Primera semana con terapia: disciplina, nariz rebelde y lunes criminales

Ya puedo decir que llevo una semana completa intentando aplicar la terapia cognitivo-conductual para el insomnio.
Intentando es la palabra clave. Porque esto no va de hacerlo perfecto, va de hacerlo… aunque a veces el cuerpo tenga otras ideas.

La consigna de la doctora era clara:
👉 No acostarme antes de las 00:30
👉 Levantarme sobre las 5:30

Nada de negociar con la almohada.
Nada de “hoy me acuesto antes que estoy cansado”.
Nada de dramatizar.

Disciplina circadiana. Que suena a arte marcial japonesa, pero es básicamente enseñarle al cerebro quién manda ahora.
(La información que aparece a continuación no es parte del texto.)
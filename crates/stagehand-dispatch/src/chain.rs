//! Filter chain execution.
//!
//! A [`FilterChain`] holds the filters that apply to one action and a cursor
//! into them. Each call to [`FilterChain::run`] advances the cursor: it
//! either applies the next filter, which is expected to call `run` again to
//! continue, or, once every filter has been applied, runs the action itself.
//!
//! ```text
//! run → filter[0].apply
//!         └ run → filter[1].apply
//!                   └ run → action
//!                   post 1
//!         post 0
//! ```
//!
//! A chain with `n` filters that all continue makes `n + 1` calls to `run`.
//! A filter that does not call `run` stops the chain silently; the caller
//! sees a successful dispatch with whatever output was produced so far.

use std::fmt;

use tracing::{debug, warn};

use crate::action::Action;
use crate::controller::{Controller, Methods};
use crate::declaration::{FilterDecl, FilterSpec, FilterTarget};
use crate::error::{ConfigError, DispatchResult};
use crate::factory::{Component, ObjectFactory, Origin};
use crate::filter::{Filter, InlineFilter};
use crate::output::OutputBuffer;
use crate::params::Params;

/// The filters applying to one action, plus the execution cursor.
pub struct FilterChain<'a, C: Controller> {
    controller: &'a mut C,
    action: &'a mut Action<C>,
    output: &'a mut OutputBuffer,
    // A filter is taken out of its slot while it is being applied.
    filters: Vec<Option<Box<dyn Filter<C>>>>,
    names: Vec<String>,
    index: usize,
    action_ran: bool,
}

impl<'a, C: Controller> FilterChain<'a, C> {
    /// Creates an empty chain for `action`.
    pub fn new(
        controller: &'a mut C,
        action: &'a mut Action<C>,
        output: &'a mut OutputBuffer,
    ) -> Self {
        Self {
            controller,
            action,
            output,
            filters: Vec::new(),
            names: Vec::new(),
            index: 0,
            action_ran: false,
        }
    }

    /// Builds the chain for `action` from the controller's declarations.
    ///
    /// Declarations whose scope excludes the action are skipped. Every
    /// declaration is still parsed, so a malformed one fails regardless of
    /// scope. Object filters are built by `factory` and must have the filter
    /// capability; each filter's [`Filter::init`] runs before it is added.
    pub fn create(
        controller: &'a mut C,
        action: &'a mut Action<C>,
        output: &'a mut OutputBuffer,
        decls: &[FilterDecl],
        methods: &Methods<C>,
        factory: &dyn ObjectFactory<C>,
    ) -> Result<Self, ConfigError> {
        let mut built = Vec::with_capacity(decls.len());
        for decl in decls {
            let Some(spec) = FilterSpec::parse_for(decl, action.id())? else {
                continue;
            };

            let mut filter: Box<dyn Filter<C>> = match spec.target() {
                FilterTarget::Inline(name) => {
                    Box::new(InlineFilter::create(methods, controller.id(), name)?)
                }
                FilterTarget::Object(object) => factory
                    .construct(object, Origin::Filter { controller: &*controller })?
                    .into_filter(object.class())?,
            };
            filter.init()?;
            built.push((spec.name().to_string(), filter));
        }

        let mut chain = Self::new(controller, action, output);
        for (name, filter) in built {
            chain.push_named(name, filter);
        }
        debug!(
            controller = chain.controller.id(),
            action = chain.action.id(),
            filters = chain.len(),
            "filter chain created"
        );
        Ok(chain)
    }

    /// Appends a filter.
    pub fn push(&mut self, filter: Box<dyn Filter<C>>) {
        let name = filter.name().to_string();
        self.push_named(name, filter);
    }

    fn push_named(&mut self, name: String, filter: Box<dyn Filter<C>>) {
        self.filters.push(Some(filter));
        self.names.push(name);
    }

    /// Appends a constructed component, which must be a filter.
    pub fn insert_component(
        &mut self,
        component: Component<C>,
        class: &str,
    ) -> Result<(), ConfigError> {
        let filter = component.into_filter(class)?;
        self.push_named(class.to_string(), filter);
        Ok(())
    }

    /// Applies the next filter, or runs the action once every filter has
    /// been applied.
    ///
    /// Once the action has run, further calls past the last filter do
    /// nothing.
    pub fn run(&mut self, params: &Params) -> DispatchResult {
        if self.index < self.filters.len() {
            let index = self.index;
            self.index += 1;

            let Some(mut filter) = self.filters[index].take() else {
                return Ok(());
            };
            debug!(
                filter = %self.names[index],
                action = self.action.id(),
                index,
                "running filter"
            );
            let result = filter.apply(self, params);
            self.filters[index] = Some(filter);
            return result;
        }

        if self.action_ran {
            warn!(action = self.action.id(), "action already ran, ignoring repeated chain run");
            return Ok(());
        }
        self.action_ran = true;
        self.action
            .run_with_params(&mut *self.controller, &mut *self.output, params)
    }

    /// The controller.
    pub fn controller(&self) -> &C {
        &*self.controller
    }

    /// The controller, mutably.
    pub fn controller_mut(&mut self) -> &mut C {
        &mut *self.controller
    }

    /// The action this chain wraps.
    pub fn action(&self) -> &Action<C> {
        &*self.action
    }

    /// Output captured so far.
    pub fn output(&self) -> &OutputBuffer {
        &*self.output
    }

    /// Output captured so far, mutably.
    pub fn output_mut(&mut self) -> &mut OutputBuffer {
        &mut *self.output
    }

    /// Number of filters.
    pub fn len(&self) -> usize {
        self.filters.len()
    }

    /// Returns true if the chain has no filters.
    pub fn is_empty(&self) -> bool {
        self.filters.is_empty()
    }

    /// Filter names, in execution order.
    pub fn filter_names(&self) -> impl Iterator<Item = &str> {
        self.names.iter().map(String::as_str)
    }

    /// Index of the next filter to apply.
    pub fn filter_index(&self) -> usize {
        self.index
    }

    /// Returns true once the action has run.
    pub fn action_ran(&self) -> bool {
        self.action_ran
    }
}

impl<C: Controller> fmt::Debug for FilterChain<'_, C> {
    fn fmt(&self, f: &mut fmt::Formatter<'_>) -> fmt::Result {
        f.debug_struct("FilterChain")
            .field("action", &self.action.id())
            .field("filters", &self.names)
            .field("index", &self.index)
            .field("action_ran", &self.action_ran)
            .finish()
    }
}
🧠 El diario de sueño: cuando te conviertes en el administrativo de tus propias noches

Durante esta primera semana nos han dado una hoja de registro diaria.
Una especie de Excel emocional donde apuntas sin juzgar:

  • Día a evaluar

  • Hora de acostarme

  • Hora de apagar la luz

  • Tiempo que he tardado en dormirme

  • Número de despertares

  • Duración de esos despertares

  • Hora del despertar final

  • Hora de levantarme

  • Tiempo total en cama

  • Tiempo total de sueño

  • Medicación (si la hay y a qué hora)

  • Siestas del día anterior

  • Calidad del sueño (1 a 5)

  • Cómo me siento físicamente al levantarme (1 a 5)

La idea no es obsesionarse, sino objetivar, dentro de la subjetividad, lo que antes era una sensación difusa de “he dormido fatal”.

Spoiler: cuando lo escribes, descubres que el sueño es caótico… pero no tanto como parecía.

📉 Lunes y martes: territorio hostil

He confirmado algo que ya sospechaba:
los lunes y martes son criminales.

El cambio del domingo (pueblo → ciudad → trabajo → responsabilidades → ruido mental) se nota muchísimo.
Es como si el cuerpo dijera:

“Ah, ¿volvemos a esto? Pues no respiro igual, no duermo igual y te voy a recordar que existo”.

Y ahí entra otro invitado inesperado:
llevo tiempo con dificultad para respirar por el orificio izquierdo de la nariz, que decide taponarse según el lado de la cama en el que duerma, como si tuviera criterio propio.
Estoy también en seguimiento por otorrino, porque al parecer hasta la nariz quiere participar en la terapia.

📈 Miércoles mejora… jueves y viernes aparece la presión de sueño

A partir del miércoles algo empieza a cambiar.
El jueves y viernes ya noto más presión de sueño, que es justo lo que buscamos:

no dormir más,
sino que el cuerpo vuelva a querer dormir.

He tenido una media de dos despertares por noche, bastante constantes.
Algún día me he ido antes a la cama (error leve, sin dramatizar).
Y el jueves ocurrió algo casi histórico:

⏰ Me desperté con el despertador a las 5:45.

Nada de abrir un ojo antes.
Nada de luchar con la almohada.
El despertador.
Como las personas normales.

🌿 El factor pueblo: cuando el sistema nervioso baja de volumen

Los últimos cuatro días (de jueves a domingo) estuve en el pueblo.
Sin horarios rígidos.
Sin la presión laboral.
Sin la velocidad absurda de la ciudad.

Y el cuerpo lo nota.

No duermo perfecto, pero hay una relajación distinta.
El sistema nervioso deja de estar en “modo alerta urbana”.

Luego vuelves el domingo por la noche y el lunes te recuerda que el cortisol también madruga.

🤕 Los días malos: cabeza, cara y paciencia

Los peores días vienen acompañados de esas molestias en cabeza y rostro que ya reconozco como parte del proceso.

Antes las interpretaba como:
👉 “Esto va a ir a peor”.

Ahora intento leerlas como:
👉 “El sistema se está reajustando”.

No siempre lo consigo.
Pero ayuda.

⏳ Esto no va de dormir más… todavía

La primera semana me está enseñando algo importante:

no estamos intentando dormir más.
Estamos intentando dormir mejor para luego poder dormir más.

Primero estabilidad.
Luego continuidad.
Después ya hablaremos de horas.

Esto es fisiología, no magia.
Reeducación, no fuerza de voluntad.

🧾 Balance de la semana

  • Horario aplicado la mayoría de días

  • Dos despertares medios por noche

  • Lunes y martes muy duros

  • Mejoría progresiva hacia final de semana

  • Diferencia clara entre entorno urbano y pueblo

  • Síntomas físicos presentes, pero más comprensibles

  • Mucho trabajo de constancia… y de paciencia

El sueño no se arregla luchando.
Se arregla enseñándole al cuerpo a confiar otra vez.

Y eso, por desgracia, no se puede hacer en modo rápido.